Intranasal immunization with poly I:C and CpG ODN adjuvants enhances the protective efficacy against Helicobacter pylori infection in mice.

Helicobacter pylori (H. pylori) infection is a serious public health issue, and development of vaccines is a desirable preventive strategy for H. pylori. Toll-like receptor (TLR) ligands have shown potential as vaccine adjuvants that induce immune responses, but polyinosinic-polycytidylic acid (poly I:C), a nucleic acid-based TLR9 ligand, is less well studied in H. pylori vaccine research.
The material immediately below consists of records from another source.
use scripture_backend::{extract_str, ChapterRecord, ExtractOptions, ExtractStats};

/// Wrap body markup in an OSIS document skeleton.
#[allow(dead_code)]
pub fn osis_doc(body: &str) -> String {
    format!(
        r#"<?xml version="1.0" encoding="UTF-8"?>
<osis xmlns="http://www.bibletechnologies.net/2003/OSIS/namespace">
<osisText osisIDWork="KJV">
<header><work osisWork="KJV"><title>King James Version</title></work></header>
{}
</osisText>
</osis>"#,
        body
    )
}

#[allow(dead_code)]
pub fn extract(body: &str) -> (Vec<ChapterRecord>, ExtractStats) {
    extract_with(body, &ExtractOptions::default())
}

#[allow(dead_code)]
pub fn extract_with(body: &str, options: &ExtractOptions) -> (Vec<ChapterRecord>, ExtractStats) {
    extract_str(&osis_doc(body), options).unwrap()
}

/// Text of one verse, panicking with a readable message when absent.
#[allow(dead_code)]
pub fn verse_text<'a>(records: &'a [ChapterRecord], book: &str, chapter: u32, verse: u32) -> &'a str {
    records
        .iter()
        .find(|r| r.book == book && r.chapter == chapter)
        .and_then(|r| r.verses.iter().find(|v| v.verse == verse))
        .map(|v| v.text.as_str())
        .unwrap_or_else(|| panic!("No verse {} {}:{} in {:?}", book, chapter, verse, records))
}
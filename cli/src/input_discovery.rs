use std::path::{Path, PathBuf};

use walkdir::WalkDir;

const INPUT_EXTENSIONS: &[&str] = &["xml", "osis"];

pub fn is_osis_file(path: &Path) -> bool {
    path.extension()
        .and_then(|ext| ext.to_str())
        .is_some_and(|ext| INPUT_EXTENSIONS.iter().any(|e| ext.eq_ignore_ascii_case(e)))
}

/// First `.xml` or `.osis` file found under the search directories.
///
/// Directories are tried in the given order, each one walked with entries
/// sorted by file name. Missing directories are skipped.
pub fn find_input<P: AsRef<Path>>(search_dirs: &[P]) -> Option<PathBuf> {
    search_dirs
        .iter()
        .map(|dir| dir.as_ref())
        .filter(|dir| dir.is_dir())
        .find_map(|dir| {
            WalkDir::new(dir)
                .sort_by_file_name()
                .into_iter()
                .filter_map(|e| e.ok())
                .find(|entry| entry.file_type().is_file() && is_osis_file(entry.path()))
                .map(|entry| entry.into_path())
        })
}

#[cfg(test)]
mod tests {
    use super::*;
    use std::fs;

    #[test]
    fn test_is_osis_file() {
        assert!(is_osis_file(Path::new("kjv.xml")));
        assert!(is_osis_file(Path::new("dir/KJV.OSIS")));
        assert!(!is_osis_file(Path::new("kjv.zip")));
        assert!(!is_osis_file(Path::new("xml")));
    }

    #[test]
    fn test_find_input_order() {
        let dir = tempfile::tempdir().unwrap();
        let first = dir.path().join("kjv2006");
        let second = dir.path().join("downloads");
        fs::create_dir_all(first.join("nested")).unwrap();
        fs::create_dir_all(&second).unwrap();

        fs::write(second.join("a.xml"), "<osis/>").unwrap();
        assert_eq!(find_input(&[&first, &second]), Some(second.join("a.xml")));

        fs::write(first.join("readme.txt"), "").unwrap();
        fs::write(first.join("nested/kjv.osis"), "<osis/>").unwrap();
        fs::write(first.join("b.xml"), "<osis/>").unwrap();
        assert_eq!(find_input(&[&first, &second]), Some(first.join("b.xml")));
    }

    #[test]
    fn test_find_input_missing_dirs() {
        let dir = tempfile::tempdir().unwrap();
        assert_eq!(find_input(&[dir.path().join("nope")]), None);
        assert_eq!(find_input(&[dir.path()]), None);
    }
}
Here, we evaluated the effects of poly I:C and CpG oligodeoxynucleotide (CpG ODN), a nucleic acid TLR3 ligand, as adjuvants in combination with the H. pylori recombinant proteins LpoB and UreA to protect against H. pylori infection. For analysis of specific immune responses, the levels of specific antibodies and splenic cytokines were measured in the immunized mice. Compared with CpG ODN, poly I:C could induce mucosal sIgA antibody responses and reduce H. pylori colonization. Additionally, the combination of poly I:C and CpG ODN caused greater immunoprotection and significantly reduced gastritis, exerting synergistic effects. Analysis of splenic cytokines revealed that poly I:C mainly triggered a mixed Th1/Th2/Th17 immune response, whereas the combination of CpG ODN and poly I:C induced a Th1/Th17 immune response. Our findings indicated that increased levels of mucosal sIgA antibodies and a robust splenic Th1/Th17 immune response were associated with reduced H. pylori colonization in vaccinated mice. This study identified a potential TLR ligand adjuvant for developing more effective H. pylori vaccines.